Most people nowadays need some sort of vision correction to see properly. Only in the US, about 61% of the 177 million people need glasses. This makes perfect sense considering all the people that are naturally born with poor vision, age-related deterioration in older people, and all the time we spend using phones and other gadgets, straining our eyes.
Now the problem with glasses is that they are expensive to get, especially in the states, they can range from a couple of hundred dollars to even thousands. And adding the cost of getting a prescription can make getting a new pair of glasses quite expensive. You can save a few bucks by using an older prescription and buying prescription glasses online or in person directly, but how do you use an older prescription to buy new glasses? Is the prescription still valid? Or will a prescription from another country work in the states? We’ll cater to all these questions.
Is there a standard for Eyeglass prescription?
The answer to that question is yes. There is a standard and all optometrist use this when issuing a prescription. No matter where you get your eyeglass prescription from, it can be used to get new glasses but there are a few things you need to know
- You are not required to pay anything extra for the prescription.

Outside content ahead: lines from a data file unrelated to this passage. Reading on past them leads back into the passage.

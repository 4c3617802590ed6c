//! Identifier types for jobs and executions.

use serde::{Deserialize, Serialize};
use std::fmt;
use uuid::Uuid;

/// Unique identifier for a registered job.
#[derive(Debug, Clone, PartialEq, Eq, PartialOrd, Ord, Hash, Serialize, Deserialize)]
#[serde(transparent)]
pub struct JobId(String);

/// Unique identifier for one execution (scheduled firing or manual run).
#[derive(Debug, Clone, Copy, PartialEq, Eq, Hash, Serialize, Deserialize)]
#[serde(transparent)]
pub struct RunId(Uuid);

impl JobId {
    /// Create a new JobId from a string.
    pub fn new(id: impl Into<String>) -> Self {
        Self(id.into())
    }

    /// Get the underlying string value.
    pub fn as_str(&self) -> &str {
        &self.0
    }

    /// Whether the id is empty or whitespace only.
    pub fn is_blank(&self) -> bool {
        self.0.trim().is_empty()
    }
}

impl From<&str> for JobId {
    fn from(s: &str) -> Self {
        Self::new(s)
    }
}

impl From<String> for JobId {
    fn from(s: String) -> Self {
        Self::new(s)
    }
}

impl From<&JobId> for JobId {
    fn from(id: &JobId) -> Self {
        id.clone()
    }
}

impl RunId {
    /// Generate a new random RunId.
    pub fn new() -> Self {
        Self(Uuid::new_v4())
    }

    /// Parse a RunId from its hyphenated string form.
    pub fn parse(s: &str) -> Result<Self, uuid::Error> {
        Uuid::parse_str(s).map(Self)
    }

    /// Get the underlying UUID.
    pub fn as_uuid(&self) -> &Uuid {
        &self.0
    }
}

impl Default for RunId {
    fn default() -> Self {
        Self::new()
    }
}

impl fmt::Display for JobId {
    fn fmt(&self, f: &mut fmt::Formatter<'_>) -> fmt::Result {
        f.write_str(&self.0)
    }
}

impl fmt::Display for RunId {
    fn fmt(&self, f: &mut fmt::Formatter<'_>) -> fmt::Result {
        write!(f, "{}", self.0)
    }
}
//! Notification bridge from worker threads into the async runtime.
//!
//! Task code and the execution layer run on plain threads and emit short text
//! notifications through a cloneable [`Notifier`]. Delivery to the outside
//! world (a chat bot, a webhook, a log) is async and happens on one consumer
//! task owned by the tokio runtime, fed through a bounded mpsc queue.
//!
//! Until a [`NotificationSink`] is attached, messages are kept in a bounded
//! pending buffer and flushed in emission order on attach. Once attached,
//! `notify` only does a `try_send`; it never waits for delivery. If the
//! consumer task is gone, because the runtime shut down, messages are logged
//! and dropped.

use async_trait::async_trait;
use std::collections::VecDeque;
use std::sync::{Arc, Mutex};
use thiserror::Error;
use tokio::runtime::Handle;
use tokio::sync::mpsc::{self, error::TrySendError};
use tokio::task::JoinHandle;
use tracing::{debug, info, warn};

use crate::core::lock;

/// Default size of the queue between notifiers and the consumer task.
pub const DEFAULT_QUEUE_CAPACITY: usize = 64;

/// Default number of messages kept while no sink is attached.
pub const DEFAULT_PENDING_CAPACITY: usize = 100;

/// Errors a sink reports for a single delivery.
#[derive(Debug, Error)]
pub enum DeliveryError {
    /// The transport is not reachable right now.
    #[error("transport unavailable: {0}")]
    Unavailable(String),

    /// The transport rejected the message.
    #[error("delivery failed: {0}")]
    Failed(String),
}

/// Errors attaching a sink.
#[derive(Debug, Error)]
pub enum BridgeError {
    /// `attach` was called outside a tokio runtime.
    #[error("no tokio runtime is available to host the notification consumer")]
    NoRuntime,

    /// A sink is already attached; `detach` it first.
    #[error("a notification sink is already attached")]
    AlreadyAttached,
}

/// What `notify` did with a message.
#[derive(Debug, Clone, Copy, PartialEq, Eq)]
pub enum Dispatch {
    /// Kept in the pending buffer until a sink attaches.
    Buffered,
    /// Handed to the consumer queue.
    Queued,
    /// Logged and discarded.
    Dropped,
}

/// Async consumer of notifications.
#[async_trait]
pub trait NotificationSink: Send + Sync {
    /// Deliver one message.
    async fn deliver(&self, text: &str) -> Result<(), DeliveryError>;
}

/// Sink that writes notifications to the tracing log.
#[derive(Debug, Default, Clone, Copy)]
pub struct LogSink;

#[async_trait]
impl NotificationSink for LogSink {
    async fn deliver(&self, text: &str) -> Result<(), DeliveryError> {
        info!(target: "cadence::notifications", "{text}");
        Ok(())
    }
}

/// Cloneable, thread-safe handle for emitting notifications.
#[derive(Debug, Clone)]
pub struct Notifier {
    shared: Arc<Mutex<Shared>>,
}

#[derive(Debug)]
struct Shared {
    state: BridgeState,
    pending: VecDeque<String>,
    pending_capacity: usize,
    queue_capacity: usize,
}

#[derive(Debug)]
enum BridgeState {
    Detached,
    Attached(mpsc::Sender<String>),
}

impl Notifier {
    /// Create a detached notifier with default capacities.
    pub fn new() -> Self {
        Self::with_capacity(DEFAULT_QUEUE_CAPACITY, DEFAULT_PENDING_CAPACITY)
    }

    /// Create a detached notifier with explicit queue and pending capacities.
    pub fn with_capacity(queue_capacity: usize, pending_capacity: usize) -> Self {
        Self {
            shared: Arc::new(Mutex::new(Shared {
                state: BridgeState::Detached,
                pending: VecDeque::new(),
                pending_capacity: pending_capacity.max(1),
                queue_capacity: queue_capacity.max(1),
            })),
        }
    }

    /// Emit a message. Never blocks on delivery and never panics.
    pub fn notify(&self, message: impl Into<String>) -> Dispatch {
        let message = message.into();
        let mut shared = lock(&self.shared);

        let sender = match &shared.state {
            BridgeState::Detached => None,
            BridgeState::Attached(tx) => Some(tx.clone()),
        };

        let Some(tx) = sender else {
            info!(notification = %message, "no notification transport, buffering");
            shared.pending.push_back(message);
            while shared.pending.len() > shared.pending_capacity {
                if let Some(oldest) = shared.pending.pop_front() {
                    warn!(notification = %oldest, "pending notification buffer full, dropped oldest");
                }
            }
            return Dispatch::Buffered;
        };
        drop(shared);

        match tx.try_send(message) {
            Ok(()) => Dispatch::Queued,
            Err(TrySendError::Closed(message)) => {
                warn!(notification = %message, "notification consumer is gone, dropping");
                Dispatch::Dropped
            }
            Err(TrySendError::Full(message)) => {
                warn!(notification = %message, "notification queue full, dropping");
                Dispatch::Dropped
            }
        }
    }

    /// Attach a sink and spawn its consumer task on the current runtime.
    ///
    /// Pending messages are queued, in emission order, before any message
    /// emitted after this call. Only one consumer runs at a time: to replace a
    /// sink, [`detach`](Self::detach) first and await the returned handle so
    /// the old consumer drains before the new one starts.
    pub fn attach(
        &self,
        sink: Arc<dyn NotificationSink>,
    ) -> Result<JoinHandle<()>, BridgeError> {
        let runtime = Handle::try_current().map_err(|_| BridgeError::NoRuntime)?;

        let rx = {
            let mut shared = lock(&self.shared);
            if matches!(shared.state, BridgeState::Attached(_)) {
                return Err(BridgeError::AlreadyAttached);
            }
            let capacity = shared.queue_capacity.max(shared.pending.len());
            let (tx, rx) = mpsc::channel(capacity);
            let flushed = shared.pending.len();
            for message in shared.pending.drain(..) {
                // Capacity covers the whole backlog.
                let _ = tx.try_send(message);
            }
            shared.state = BridgeState::Attached(tx);
            if flushed > 0 {
                debug!(count = flushed, "flushed pending notifications");
            }
            rx
        };

        Ok(runtime.spawn(consume(rx, sink)))
    }

    /// Detach the current sink; later messages are buffered again.
    pub fn detach(&self) {
        lock(&self.shared).state = BridgeState::Detached;
    }

    /// Whether a sink is attached.
    pub fn is_attached(&self) -> bool {
        matches!(lock(&self.shared).state, BridgeState::Attached(_))
    }

    /// Messages waiting for a sink, oldest first.
    pub fn pending(&self) -> Vec<String> {
        lock(&self.shared).pending.iter().cloned().collect()
    }
}

impl Default for Notifier {
    fn default() -> Self {
        Self::new()
    }
}

async fn consume(mut rx: mpsc::Receiver<String>, sink: Arc<dyn NotificationSink>) {
    while let Some(text) = rx.recv().await {
        match sink.deliver(&text).await {
            Ok(()) => debug!(notification = %text, "notification delivered"),
            Err(e) => warn!(notification = %text, error = %e, "notification delivery failed"),
        }
    }
    debug!("notification consumer stopped");
}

- You are not required to buy contact lenses or eyewear with the prescription.
- You are not required to sign anything (such as a release or a waiver) to get the prescription. Although they might ask you to sign a confirmation that they gave you a copy of the prescription.
- Some optometrist tend to leave out some important details (like pupillary distance) from the prescription so that you can only get the pair from them even if you want a new one. Make sure you check whether they mentioned that in the prescription and if not, it’s your right to ask them to add that too.

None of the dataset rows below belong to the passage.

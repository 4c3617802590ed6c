//! cadence - a cron-triggered job scheduler with manual task control.
//!
//! Usage:
//!   cadence run [--config cadence.yaml]        Run the scheduler and HTTP API
//!   cadence validate [--config cadence.yaml]   Validate the configuration
//!   cadence list [--config cadence.yaml]       List configured jobs
//!   cadence trigger <JOB_ID>                   Run one job once and exit

use cadence::config::{Settings, YamlLoader, build_scheduler};
use cadence::notify::LogSink;
use cadence::scheduler::{SchedulerHandle, spawn_monitor};
use cadence::{JobId, api};
use clap::{Parser, Subcommand};
use std::path::{Path, PathBuf};
use std::sync::Arc;
use std::time::Duration;
use tracing::{error, info, warn};

/// cadence - a cron-triggered job scheduler
#[derive(Parser)]
#[command(name = "cadence")]
#[command(author, version, about, long_about = None)]
struct Cli {
    /// Path to the YAML configuration file
    #[arg(short, long, global = true, default_value = "cadence.yaml")]
    config: PathBuf,

    #[command(subcommand)]
    command: Commands,
}

#[derive(Subcommand)]
enum Commands {
    /// Run the scheduler
    Run {
        /// Scheduler tick interval in seconds
        #[arg(long)]
        tick_interval: Option<u64>,

        /// Number of scheduled jobs that may run at once
        #[arg(short = 'j', long)]
        pool_size: Option<usize>,

        /// HTTP API port
        #[arg(short, long)]
        port: Option<u16>,

        /// Do not start the HTTP API
        #[arg(long)]
        no_api: bool,
    },

    /// Validate the configuration without running
    Validate,

    /// List configured jobs
    List,

    /// Run a single job once and wait for it to finish
    Trigger {
        /// Job ID to trigger
        #[arg(value_name = "JOB_ID")]
        job_id: String,
    },
}

#[tokio::main]
async fn main() -> Result<(), Box<dyn std::error::Error>> {
    // Initialize logging
    tracing_subscriber::fmt()
        .with_env_filter(
            tracing_subscriber::EnvFilter::from_default_env()
                .add_directive(tracing::Level::INFO.into()),
        )
        .init();

    let cli = Cli::parse();

    match cli.command {
        Commands::Run {
            tick_interval,
            pool_size,
            port,
            no_api,
        } => {
            let mut settings = YamlLoader::load_settings(&cli.config)?;
            if let Some(secs) = tick_interval {
                settings.tick_interval_secs = secs;
            }
            if let Some(size) = pool_size {
                settings.worker_pool_size = size;
            }
            if let Some(port) = port {
                settings.api.port = port;
            }
            if no_api {
                settings.api.enabled = false;
            }
            YamlLoader::validate_settings(&settings)?;
            run_scheduler(settings).await?;
        }
        Commands::Validate => {
            validate_config(&cli.config)?;
        }
        Commands::List => {
            list_jobs(&cli.config)?;
        }
        Commands::Trigger { job_id } => {
            trigger_job(&cli.config, job_id).await?;
        }
    }

    Ok(())
}

/// Run the scheduler, status monitor and API until Ctrl+C.
async fn run_scheduler(settings: Settings) -> Result<(), Box<dyn std::error::Error>> {
    let scheduler = build_scheduler(&settings)?;
    let notifier = scheduler.notifier().clone();
    let _delivery = notifier.attach(Arc::new(LogSink))?;

    info!(
        jobs = settings.jobs.len(),
        tick_interval_secs = settings.tick_interval_secs,
        worker_pool_size = settings.worker_pool_size,
        "Starting scheduler"
    );
    for job in &settings.jobs {
        let enabled_info = if job.enabled { "" } else { " (disabled)" };
        info!("  - {}: {}{}", job.id, job.schedule.cron(), enabled_info);
    }

    let (handle, scheduler_task) = scheduler.start().await;
    let monitor = spawn_monitor(handle.clone(), settings.monitor_interval());

    let server = if settings.api.enabled {
        let addr = settings.api.socket_addr()?;
        Some(api::start_server(addr, handle.clone()).await?)
    } else {
        None
    };

    info!("Press Ctrl+C to stop");

    tokio::select! {
        result = tokio::signal::ctrl_c() => {
            if let Err(e) = result {
                warn!(error = %e, "Failed to listen for Ctrl+C, shutting down");
            }
            info!("Shutting down...");
            shutdown(&handle, settings.shutdown_timeout()).await;
        }
        _ = scheduler_task => {
            info!("Scheduler stopped");
        }
    }

    monitor.abort();
    if let Some(server) = server {
        server.abort();
    }
    info!("Goodbye!");
    Ok(())
}

/// Shut down, bounding the whole sequence by `timeout` plus a small margin.
async fn shutdown(handle: &SchedulerHandle, timeout: Duration) {
    let limit = timeout.saturating_add(Duration::from_secs(5));
    match tokio::time::timeout(limit, handle.shutdown()).await {
        Ok(Ok(report)) => {
            for (name, outcome) in &report.manual {
                if !outcome.is_success() {
                    warn!(task = %name, "Manual task did not stop");
                }
            }
            if !report.abandoned.is_empty() {
                warn!(jobs = ?report.abandoned, "Abandoned scheduled runs");
            }
        }
        Ok(Err(e)) => error!(error = %e, "Shutdown failed"),
        Err(_) => error!(timeout_secs = limit.as_secs(), "Shutdown timed out"),
    }
}

/// Validate the configuration without running.
fn validate_config(path: &Path) -> Result<(), Box<dyn std::error::Error>> {
    info!("Validating configuration: {}", path.display());

    match YamlLoader::load_settings(path) {
        Ok(settings) => {
            info!("All {} job(s) are valid:", settings.jobs.len());
            for job in &settings.jobs {
                info!("  - {}: OK", job.id);
            }
            Ok(())
        }
        Err(e) => {
            error!("Validation failed: {}", e);
            Err(e.into())
        }
    }
}

/// List configured jobs.
fn list_jobs(path: &Path) -> Result<(), Box<dyn std::error::Error>> {
    let settings = YamlLoader::load_settings(path)?;

    if settings.jobs.is_empty() {
        println!("No jobs configured in {}", path.display());
        return Ok(());
    }

    println!("Jobs in {}:", path.display());
    println!();

    let now = chrono::Utc::now();
    for job in &settings.jobs {
        let trigger = job.schedule.trigger()?;
        println!("ID: {}", job.id);
        if let Some(description) = &job.description {
            println!("  Description: {}", description);
        }
        println!("  Enabled: {}", job.enabled);
        println!("  Schedule: {}", trigger);
        if job.enabled {
            if let Some(next) = trigger.next_after(now) {
                println!("  Next run: {}", next);
            }
        }
        println!(
            "  Timeout: {}s",
            job.timeout_secs.unwrap_or(settings.default_timeout_secs)
        );
        println!(
            "  Command: {} {}",
            job.command.program,
            job.command.args.join(" ")
        );
        println!();
    }

    Ok(())
}

/// Trigger a specific job and wait for it to complete.
async fn trigger_job(path: &Path, job_id: String) -> Result<(), Box<dyn std::error::Error>> {
    let settings = YamlLoader::load_settings(path)?;

    let Some(job) = settings.job(&job_id) else {
        error!("Job '{}' not found", job_id);
        error!(
            "Available jobs: {}",
            settings
                .jobs
                .iter()
                .map(|j| j.id.as_str())
                .collect::<Vec<_>>()
                .join(", ")
        );
        return Err(format!("Job '{}' not found", job_id).into());
    };
    let wait_limit = job
        .timeout_secs
        .map(Duration::from_secs)
        .unwrap_or(settings.default_timeout())
        .saturating_add(Duration::from_secs(5));

    let scheduler = build_scheduler(&settings)?;
    let _delivery = scheduler.notifier().attach(Arc::new(LogSink))?;
    let (handle, _scheduler_task) = scheduler.start().await;
    handle.pause().await?;

    info!("Triggering job '{}'...", job_id);
    let run_id = handle.trigger(job_id.as_str()).await?;
    info!("Job triggered (run: {})", run_id);

    let id = JobId::new(job_id);
    let finished = tokio::time::timeout(wait_limit, async {
        while handle.scheduled_record(&id).is_some() {
            tokio::time::sleep(Duration::from_millis(100)).await;
        }
    })
    .await;
    if finished.is_err() {
        warn!("Job did not finish within {}s", wait_limit.as_secs());
    }

    shutdown(&handle, settings.shutdown_timeout()).await;
    Ok(())
}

How long before an eyewear prescription expires?
Even if you have the right prescription, it’s only a matter of time until the prescription cannot be considered valid. If you think your last pair of glasses isn’t right anymore, you should get your eyesight examined, as wearing the wrong glasses can put excessive strain on your eyes.
But other than that, the standard validity period for an eyewear prescription is two years for adults and one year for the rest. Still, it’s always a great idea to get your eyes checked so there’s no chance of you spending money on the wrong pair of glasses.
Can I use an old prescription to get glasses?
Yes and no, the answer is a bit complicated. If you have rather standard eyes with standard corrections required, you can use an older prescription to get a new pair of glasses from a physical shop or online. But sometimes there are far too many variables involved, like your head size and the distance between your pupils, which is used to align the optical center of the lenses to your pupil. This can complicate a few things and it might be hard to find a shop that will use your older prescription and fit the glasses to your head. Buying a non-standard pair of glasses online is even trickier.
Can I use my contact lens prescription for eyewear and vice versa?
The answer is no, contact lens and glasses are completely different as one sits right on your eye and the other is slightly away from your eyes. Hence there are two different tests and measurements involving these two prescriptions.
Understanding an eyewear prescription
Now if you have a proper prescription and it’s fairly standard. You will still need to understand it to buy glasses online as you cannot just show your prescription here like you would at a physical store.
Most stores use the standard terms and the list below should be enough for you to order a pair from most online shops. If your prescription includes anything that’s not mentioned here, you might want some professional to take a look, as you might need some special correction.
Here we have mentioned a few terms and abbreviations that you should know
Oculus Dexter (OD) – Relating to the right eye.
Oculus Sinister (OS) – Relating to left eye.
Sphere (SPH) – power of the lens, a minus sign (-) indicates that it’s for correcting nearsightedness and a plus sign (+) indicates that it’s for farsightedness.
ADD (for bifocals) – if you have presbyopia, then to correct that there is a second focus on the bottom of your lens, this is the lens power for that.
Cylinder (CYL) – relating to astigmatism.
Axis – is the angle of cylindrical power.